米国株式市場は、2023年年末まで力強い強気相場が続き、特にナスダック市場が急上昇を記録し、テックセクターに投資家の注目が集まっています。そしてその注目の多くは、AI(人工知能)技術、特に生成AIに注がれています。

モルガン・スタンレーの5つ星アナリストであるKeith Weiss氏は、特に生成AIと関係のあるソフトウェア企業を選好しています。

「ソフトウェア業界は、ここ数十年で最大のイノベーションサイクルの瀬戸際にある中、2023年には株価収益率(PER)が大幅に回復しましたが、ソフトウェアの長期的優位性は依然としてしっかり残っているとみられます。IT予算の改善と利益率の余地を加えれば、ソフトウェア分野は2024年も引き続き最高のポジションを維持するでしょう」とWeiss氏は述べています。
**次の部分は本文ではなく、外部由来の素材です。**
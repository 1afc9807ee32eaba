//! Core field types: records, their public data and the ordered collection.
//!
//! A [`FieldRecord`] is the live state of one field. Records are cloned,
//! never shared mutably: every transition builds a new [`FieldCollection`].

use std::fmt;
use std::ops::Deref;
use std::sync::Arc;

use serde::{Deserialize, Serialize};

use crate::error::{FieldsError, Result};
use crate::validation::ValidationContext;

pub use serde_json::Value;

/// Normalizes a proposed value. Receives `(new_value, previous_value)`.
pub type TransformFn = Arc<dyn Fn(Value, &Value) -> Value + Send + Sync>;

/// Validates a field value. `Ok(true)` is the only passing verdict.
pub type ValidateFn = Arc<dyn Fn(&mut ValidationContext<'_>) -> Result<bool> + Send + Sync>;

/// Value used when a declaration does not provide one.
pub fn empty_value() -> Value {
    Value::String(String::new())
}

/// The reducer-managed state of a single field.
#[derive(Clone)]
pub struct FieldRecord {
    pub(crate) name: String,
    pub(crate) value: Value,
    pub(crate) initial_value: Value,
    pub(crate) dirty: bool,
    pub(crate) error: String,
    pub(crate) invalid: bool,
    pub(crate) transform: Option<TransformFn>,
    pub(crate) validate: Option<ValidateFn>,
}

impl FieldRecord {
    pub fn name(&self) -> &str {
        &self.name
    }

    pub fn value(&self) -> &Value {
        &self.value
    }

    pub fn initial_value(&self) -> &Value {
        &self.initial_value
    }

    pub fn dirty(&self) -> bool {
        self.dirty
    }

    pub fn error(&self) -> &str {
        &self.error
    }

    pub fn invalid(&self) -> bool {
        self.invalid
    }

    pub fn transform(&self) -> Option<&TransformFn> {
        self.transform.as_ref()
    }

    pub fn validator(&self) -> Option<&ValidateFn> {
        self.validate.as_ref()
    }

    /// Replace the value and recompute `dirty` against the initial value.
    pub fn assign_value(&mut self, value: Value) {
        self.dirty = self.initial_value != value;
        self.value = value;
    }

    /// Replace the error and keep `invalid` in step with it.
    pub fn assign_error(&mut self, error: impl Into<String>) {
        self.error = error.into();
        self.invalid = !self.error.is_empty();
    }
}

impl fmt::Debug for FieldRecord {
    fn fmt(&self, f: &mut fmt::Formatter<'_>) -> fmt::Result {
        f.debug_struct("FieldRecord")
            .field("name", &self.name)
            .field("value", &self.value)
            .field("initial_value", &self.initial_value)
            .field("dirty", &self.dirty)
            .field("error", &self.error)
            .field("invalid", &self.invalid)
            .field("transform", &self.transform.is_some())
            .field("validate", &self.validate.is_some())
            .finish()
    }
}

/// Public data of a field, stripped of its callbacks.
///
/// Always a detached copy: changing it never touches the collection it
/// was taken from.
#[derive(Debug, Clone, PartialEq, Serialize, Deserialize)]
pub struct FieldData {
    pub name: String,
    pub value: Value,
    pub error: String,
    pub dirty: bool,
    pub invalid: bool,
    pub initial_value: Value,
}

/// Ordered, immutable sequence of field records.
///
/// Clones share the same allocation, so [`FieldCollection::ptr_eq`] tells
/// whether a transition produced a new collection or handed back the old one.
#[derive(Clone, Default)]
pub struct FieldCollection(Arc<[FieldRecord]>);

impl FieldCollection {
    /// True when both handles point at the same collection.
    pub fn ptr_eq(&self, other: &Self) -> bool {
        Arc::ptr_eq(&self.0, &other.0)
    }

    /// Find a record by name. First match wins.
    pub fn find(&self, name: &str) -> Result<&FieldRecord> {
        find(&self.0, name)
    }

    /// Public data of every record, in collection order.
    pub fn to_data(&self) -> Vec<FieldData> {
        self.0.iter().map(crate::store::project).collect()
    }
}

impl Deref for FieldCollection {
    type Target = [FieldRecord];

    fn deref(&self) -> &Self::Target {
        &self.0
    }
}

impl From<Vec<FieldRecord>> for FieldCollection {
    fn from(records: Vec<FieldRecord>) -> Self {
        Self(records.into())
    }
}

impl FromIterator<FieldRecord> for FieldCollection {
    fn from_iter<I: IntoIterator<Item = FieldRecord>>(iter: I) -> Self {
        Self(iter.into_iter().collect())
    }
}

impl<'a> IntoIterator for &'a FieldCollection {
    type Item = &'a FieldRecord;
    type IntoIter = std::slice::Iter<'a, FieldRecord>;

    fn into_iter(self) -> Self::IntoIter {
        self.0.iter()
    }
}

impl fmt::Debug for FieldCollection {
    fn fmt(&self, f: &mut fmt::Formatter<'_>) -> fmt::Result {
        f.debug_list().entries(self.0.iter()).finish()
    }
}

/// Linear scan by name over any slice of records.
pub fn find<'a>(records: &'a [FieldRecord], name: &str) -> Result<&'a FieldRecord> {
    records
        .iter()
        .find(|record| record.name == name)
        .ok_or_else(|| FieldsError::field_not_found(name))
}

/// Index of the first record with the given name.
pub fn position(records: &[FieldRecord], name: &str) -> Result<usize> {
    records
        .iter()
        .position(|record| record.name == name)
        .ok_or_else(|| FieldsError::field_not_found(name))
}
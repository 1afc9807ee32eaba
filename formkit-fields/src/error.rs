//! Error types for the field store

use thiserror::Error;

/// Result type for field store operations
pub type Result<T> = std::result::Result<T, FieldsError>;

/// Errors raised by field construction and field lookups.
///
/// Validation failures are not errors: they live on the record as a
/// non-empty `error` string with `invalid` set.
#[derive(Debug, Error)]
pub enum FieldsError {
    /// A declaration or declaration list is malformed
    #[error("{message}")]
    InvalidArgument { message: String },

    /// No field with the requested name exists in the collection
    #[error("no field found with the name: '{name}'")]
    FieldNotFound { name: String },

    /// YAML declaration list could not be parsed
    #[error("YAML error: {0}")]
    Yaml(#[from] serde_yaml_ng::Error),

    /// JSON declaration list could not be parsed
    #[error("JSON error: {0}")]
    Json(#[from] serde_json::Error),
}

impl FieldsError {
    /// Create an invalid argument error
    pub fn invalid_argument(message: impl Into<String>) -> Self {
        Self::InvalidArgument {
            message: message.into(),
        }
    }

    /// Create a field not found error
    pub fn field_not_found(name: impl Into<String>) -> Self {
        Self::FieldNotFound { name: name.into() }
    }

    /// Check if this error came from a lookup by name
    pub fn is_not_found(&self) -> bool {
        matches!(self, Self::FieldNotFound { .. })
    }
}
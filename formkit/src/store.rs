//! State container that owns the current field collection.
//!
//! The reducer is pure; something has to hold the latest collection and
//! replace it after every dispatch. [`FormStore`] is that holder for a
//! single thread. Handles talk to it through the [`Dispatch`] trait so other
//! containers can stand in for it.

use std::cell::{Cell, RefCell};
use std::rc::Rc;

use formkit_fields::{initialize, FieldCollection, FieldDeclaration, Result};
use formkit_state::{reduce, Action};
use tracing::trace;

use crate::options::FormOptions;
use crate::usable::Form;

/// Something that accepts actions for a field collection.
pub trait Dispatch {
    fn dispatch(&self, action: Action<'_>) -> Result<()>;

    /// The collection as of the last dispatch.
    fn state(&self) -> FieldCollection;
}

/// Single-threaded holder of the current field collection.
#[derive(Debug)]
pub struct FormStore {
    state: RefCell<FieldCollection>,
    revision: Cell<u64>,
}

impl FormStore {
    /// Initialize a store from declarations.
    pub fn new(declarations: &[FieldDeclaration]) -> Result<Rc<Self>> {
        Ok(Self::from_state(initialize(declarations)?))
    }

    /// Wrap an existing collection.
    pub fn from_state(state: FieldCollection) -> Rc<Self> {
        Rc::new(Self {
            state: RefCell::new(state),
            revision: Cell::new(0),
        })
    }

    /// The current collection.
    pub fn state(&self) -> FieldCollection {
        self.state.borrow().clone()
    }

    /// Number of dispatches that replaced the collection.
    pub fn revision(&self) -> u64 {
        self.revision.get()
    }

    /// Build a form handle over the current collection.
    pub fn form(self: &Rc<Self>, options: &Rc<FormOptions>) -> Form {
        let dispatcher: Rc<dyn Dispatch> = self.clone();
        Form::new(&self.state(), dispatcher, options.clone())
    }
}

impl Dispatch for FormStore {
    fn dispatch(&self, action: Action<'_>) -> Result<()> {
        let Action {
            kind,
            field_name,
            data,
            on_validated,
        } = action;

        // The caller's callback runs after the commit so it may dispatch again.
        let outcome = Cell::new(None);
        let mut staged = Action {
            kind,
            field_name,
            data,
            on_validated: None,
        };
        if on_validated.is_some() {
            staged = staged.on_validated(|found| outcome.set(Some(found)));
        }

        let current = FormStore::state(self);
        let next = reduce(&current, staged)?;

        if next.ptr_eq(&current) {
            trace!(?kind, "dispatch left state unchanged");
        } else {
            *self.state.borrow_mut() = next;
            self.revision.set(self.revision.get() + 1);
            trace!(?kind, revision = self.revision.get(), "state replaced");
        }

        if let (Some(callback), Some(found)) = (on_validated, outcome.get()) {
            callback(found);
        }
        Ok(())
    }

    fn state(&self) -> FieldCollection {
        FormStore::state(self)
    }
}
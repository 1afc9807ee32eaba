//! Read-only view of field values handed to submit callbacks.

use formkit_fields::{FieldCollection, Result, Value};
use indexmap::IndexMap;
use serde::{Deserialize, Serialize, Serializer};

/// A field name with its value.
#[derive(Debug, Clone, PartialEq, Serialize, Deserialize)]
pub struct NameValue {
    pub name: String,
    pub value: Value,
}

/// Values of a field collection at submit time.
///
/// Serializes as a `{name: value}` object.
#[derive(Debug, Clone)]
pub struct FormData {
    fields: FieldCollection,
}

impl FormData {
    pub fn new(state: &FieldCollection) -> Self {
        Self {
            fields: state.clone(),
        }
    }

    /// Value of the named field.
    pub fn get_value(&self, name: &str) -> Result<&Value> {
        self.fields.find(name).map(|record| record.value())
    }

    /// `{name, value}` pairs in collection order.
    pub fn get_fields(&self) -> Vec<NameValue> {
        self.fields
            .iter()
            .map(|record| NameValue {
                name: record.name().to_string(),
                value: record.value().clone(),
            })
            .collect()
    }

    /// Name to value mapping. A repeated name keeps its first position and
    /// its last value.
    pub fn get_object(&self) -> IndexMap<String, Value> {
        let mut object = IndexMap::with_capacity(self.fields.len());
        for record in self.fields.iter() {
            object.insert(record.name().to_string(), record.value().clone());
        }
        object
    }
}

impl Serialize for FormData {
    fn serialize<S: Serializer>(&self, serializer: S) -> std::result::Result<S::Ok, S::Error> {
        serializer.collect_map(&self.get_object())
    }
}
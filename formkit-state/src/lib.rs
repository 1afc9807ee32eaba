//! Reducer and validation engine for declarative form state
//!
//! The external caller holds the current [`FieldCollection`] and feeds it,
//! together with an [`Action`], through [`reduce`]. The reducer is the single
//! place where business rules run: value transforms, validators, dirty and
//! invalid bookkeeping.
//!
//! ```
//! use formkit_state::{initialize, reduce, Action, FieldDeclaration};
//!
//! let state = initialize(&[FieldDeclaration::new("age")
//!     .with_value(20)
//!     .with_validate(|ctx| ctx.value().as_i64().is_some_and(|age| age < 30))])?;
//!
//! let state = reduce(&state, Action::set_field_value("age", 40))?;
//! assert_eq!(state[0].error(), "Invalid value");
//! # Ok::<(), formkit_state::FieldsError>(())
//! ```

pub mod action;
pub mod form_data;
pub mod reducer;
pub mod validation;

pub use action::{Action, ActionKind, ValidatedCallback};
pub use form_data::{FormData, NameValue};
pub use reducer::{find, reduce};
pub use validation::{get_error, DEFAULT_ERROR};

pub use formkit_fields::{
    initialize, FieldCollection, FieldData, FieldDeclaration, FieldRecord, FieldsError, Result,
    ValidationContext, Value,
};
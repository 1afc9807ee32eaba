//! Form handles over the formkit reducer
//!
//! Ties the pure reducer from `formkit-state` to something a rendering layer
//! can drive: a [`FormStore`] that owns the current collection, a [`Form`]
//! with per-field [`FieldHandle`]s, and adapters for change and submit events.
//!
//! ```
//! use std::rc::Rc;
//! use formkit::{FieldDeclaration, FormOptions, FormStore, InputEvent};
//!
//! let store = FormStore::new(&[FieldDeclaration::new("fullName")
//!     .with_validate(|ctx| ctx.value().as_str().is_some_and(|s| !s.is_empty()))])?;
//! let options = Rc::new(FormOptions::new().on_submit(|data| {
//!     assert_eq!(data.get_value("fullName").unwrap(), "Ada");
//! }));
//!
//! store.form(&options).fields[0].handle_change(&InputEvent::text("Ada"))?;
//! assert!(store.form(&options).submit()?);
//! # Ok::<(), formkit::FieldsError>(())
//! ```

pub mod event;
pub mod options;
pub mod store;
pub mod usable;

pub use event::{InputEvent, InputKind, SubmitEvent};
pub use options::{FormOptions, SubmitCallback};
pub use store::{Dispatch, FormStore};
pub use usable::{FieldHandle, Form};

pub use formkit_fields::{
    declarations_from_json, declarations_from_yaml, FieldData, FieldDeclaration, FieldsError,
    Result, ValidationContext, Value,
};
pub use formkit_state::{Action, ActionKind, FormData, NameValue};
use std::cmp::Ordering;

use crate::format::Format;

/// Net name written for a pin that is not connected
pub const UNCONNECTED: &str = "?";
/// Footprint name written for a component that has no footprint yet
pub const NO_FOOTPRINT: &str = "$noname";

/// Natural ordering of designators and pin numbers ("R9" < "R10")
pub fn natural_cmp(a: &str, b: &str) -> Ordering {
    natord::compare(a, b)
}

/// An individual pin. An empty net means unconnected.
#[derive(Debug, Clone, PartialEq, Eq)]
pub struct Pin {
    pub number: String,
    pub net: String,
}

impl Pin {
    pub fn new(number: impl Into<String>, net: impl Into<String>) -> Self {
        Self {
            number: number.into(),
            net: net.into(),
        }
    }

    pub fn is_connected(&self) -> bool {
        !self.net.is_empty()
    }
}

/// Footprint association of a component
#[derive(Debug, Clone, Copy, PartialEq, Eq)]
pub enum Link<'a> {
    Unresolved,
    Resolved(&'a str),
}

/// A component in the schematic
#[derive(Debug, Clone, PartialEq, Eq, Default)]
pub struct Component {
    /// Opaque key shared between the schematic and the board
    pub timestamp: String,
    pub reference: String,
    pub value: String,
    /// Wildcard patterns narrowing the footprint candidates
    pub filters: Vec<String>,
    /// Number of units in the package, when the source declares it
    pub part_count: Option<u32>,
    footprint: String,
    pins: Vec<Pin>,
    declared: usize,
    position: usize,
}

impl Component {
    pub fn new(reference: impl Into<String>) -> Self {
        Self {
            reference: reference.into(),
            ..Default::default()
        }
    }

    pub fn with_value(mut self, value: impl Into<String>) -> Self {
        self.value = value.into();
        self
    }

    pub fn with_timestamp(mut self, timestamp: impl Into<String>) -> Self {
        self.timestamp = timestamp.into();
        self
    }

    pub fn add_pin(&mut self, pin: Pin) {
        self.pins.push(pin);
    }

    pub fn pins(&self) -> &[Pin] {
        &self.pins
    }

    pub(crate) fn pins_mut(&mut self) -> &mut Vec<Pin> {
        &mut self.pins
    }

    pub fn footprint(&self) -> &str {
        &self.footprint
    }

    pub fn link(&self) -> Link<'_> {
        if self.footprint.is_empty() {
            Link::Unresolved
        } else {
            Link::Resolved(&self.footprint)
        }
    }

    pub fn is_resolved(&self) -> bool {
        !self.footprint.is_empty()
    }

    /// Unchecked write; catalog policy lives in [`crate::resolve::LinkResolver`]
    pub(crate) fn set_footprint(&mut self, footprint: impl Into<String>) {
        self.footprint = footprint.into();
    }

    /// Position in the source file, starting at 0
    pub fn declared(&self) -> usize {
        self.declared
    }

    /// 1-based display position assigned by the alphabetic sort, 0 before sorting
    pub fn position(&self) -> usize {
        self.position
    }

    pub(crate) fn set_position(&mut self, position: usize) {
        self.position = position;
    }
}

/// Iteration order over the components of a netlist
#[derive(Debug, Clone, Copy, PartialEq, Eq)]
pub enum Order {
    /// Order of appearance in the source file
    Declaration,
    /// Natural order of the reference designators
    Alphabetic,
}

/// The full netlist
#[derive(Debug, Clone, PartialEq, Eq)]
pub struct Netlist {
    pub format: Format,
    components: Vec<Component>,
}

impl Netlist {
    pub fn new(format: Format) -> Self {
        Self {
            format,
            components: vec![],
        }
    }

    /// Append a component, recording its declaration position
    pub fn push(&mut self, mut component: Component) {
        component.declared = self.components.len();
        self.components.push(component);
    }

    pub fn components(&self) -> &[Component] {
        &self.components
    }

    pub(crate) fn components_mut(&mut self) -> &mut Vec<Component> {
        &mut self.components
    }

    pub fn components_in(&self, order: Order) -> Vec<&Component> {
        let mut components: Vec<&Component> = self.components.iter().collect();
        match order {
            Order::Declaration => components.sort_by_key(|c| c.declared),
            Order::Alphabetic => {
                components.sort_by(|a, b| natural_cmp(&a.reference, &b.reference))
            }
        }
        components
    }

    pub fn get(&self, index: usize) -> Option<&Component> {
        self.components.get(index)
    }

    pub fn find(&self, reference: &str) -> Option<&Component> {
        self.components.iter().find(|c| c.reference == reference)
    }

    pub fn position_of(&self, reference: &str) -> Option<usize> {
        self.components.iter().position(|c| c.reference == reference)
    }

    pub fn len(&self) -> usize {
        self.components.len()
    }

    pub fn is_empty(&self) -> bool {
        self.components.is_empty()
    }

    pub fn resolved_count(&self) -> usize {
        self.components.iter().filter(|c| c.is_resolved()).count()
    }
}

#[cfg(test)]
mod tests {
    use super::*;
    use rstest::*;

    #[rstest]
    #[case("R9", "R10", Ordering::Less)]
    #[case("R10", "R9", Ordering::Greater)]
    #[case("C1", "R1", Ordering::Less)]
    #[case("U2", "U2", Ordering::Equal)]
    #[case("U1A", "U1B", Ordering::Less)]
    fn natural_ordering(#[case] a: &str, #[case] b: &str, #[case] expected: Ordering) {
        assert_eq!(natural_cmp(a, b), expected);
    }

    #[test]
    fn link_follows_footprint() {
        let mut c = Component::new("U1");
        assert_eq!(c.link(), Link::Unresolved);
        c.set_footprint("DIP-14");
        assert_eq!(c.link(), Link::Resolved("DIP-14"));
        c.set_footprint("");
        assert!(!c.is_resolved());
    }

    #[test]
    fn components_in_keeps_declaration_order_available() {
        let mut netlist = Netlist::new(Format::EESchema);
        netlist.push(Component::new("R10"));
        netlist.push(Component::new("R9"));
        netlist.push(Component::new("C1"));

        let alpha: Vec<_> = netlist
            .components_in(Order::Alphabetic)
            .iter()
            .map(|c| c.reference.as_str())
            .collect();
        assert_eq!(alpha, ["C1", "R9", "R10"]);

        let declared: Vec<_> = netlist
            .components_in(Order::Declaration)
            .iter()
            .map(|c| c.reference.as_str())
            .collect();
        assert_eq!(declared, ["R10", "R9", "C1"]);
    }
}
Weiss氏の方針に従い、彼が選んだAI関連ソフトウェア銘柄のいくつかをTipRanksデータベースで検索し、ウォール街アナリストの評価も見てみました。

セールスフォース・ドットコム(CRM)

まずは、ソフトウェアの世界で有名なセールスフォース・ドットコムです。同社はテックとマーケティングの両分野にまたがり、顧客関係管理(CRM)のリーダーとして知られています。セールスフォースのCRMソリューションは、SaaS(サービスとしてのソフトウェア)サブスクリプションモデルを通じて提供されるクラウドベースであり、営業、サービス、マーケティングアプリを含みます。

これらのサービスは顧客のニーズに合わせてカスタマイズされ、15万社以上の、大手企業を含むあらゆるタイプの企業顧客に適合するように拡張可能です。セールスフォースのクラウドソフトウェアは、IT部門に頼ることなくインストールとセットアップが可能です。さらに、すべての製品パッケージで既にAI技術が統合されており、営業、サービス、商取引、マーケティング、ITなど、ビジネスのほとんどの分野で生産性と効率性を加速させています。

セールスフォースによれば、高度な生成AI機能は、高度にパーソナライズされたマーケティングメッセージを作成し、適切なタイミングで適切な見込み客にターゲットを絞ります。また、12月には、人材管理ソリューションに生成AIを導入するため、人事関連会社のADPとの合弁企業を発表しました。

アナリスト、好業績と生成AIの効果的活用および今後のポテンシャルに注目

要するに、セールスフォースは、オンライン・マーケティングとCRMの最高峰の専門知識を提供する企業へと成長させたのです。これは、セールスフォースの四半期売上高と収益の安定した好業績と同様に、株価を支えています。最近発表された2024年度第3四半期(2023年8-10月)決算は特に好調で、これを受けて株価は9.1%上昇しました。株価は年初来で101%上昇しています。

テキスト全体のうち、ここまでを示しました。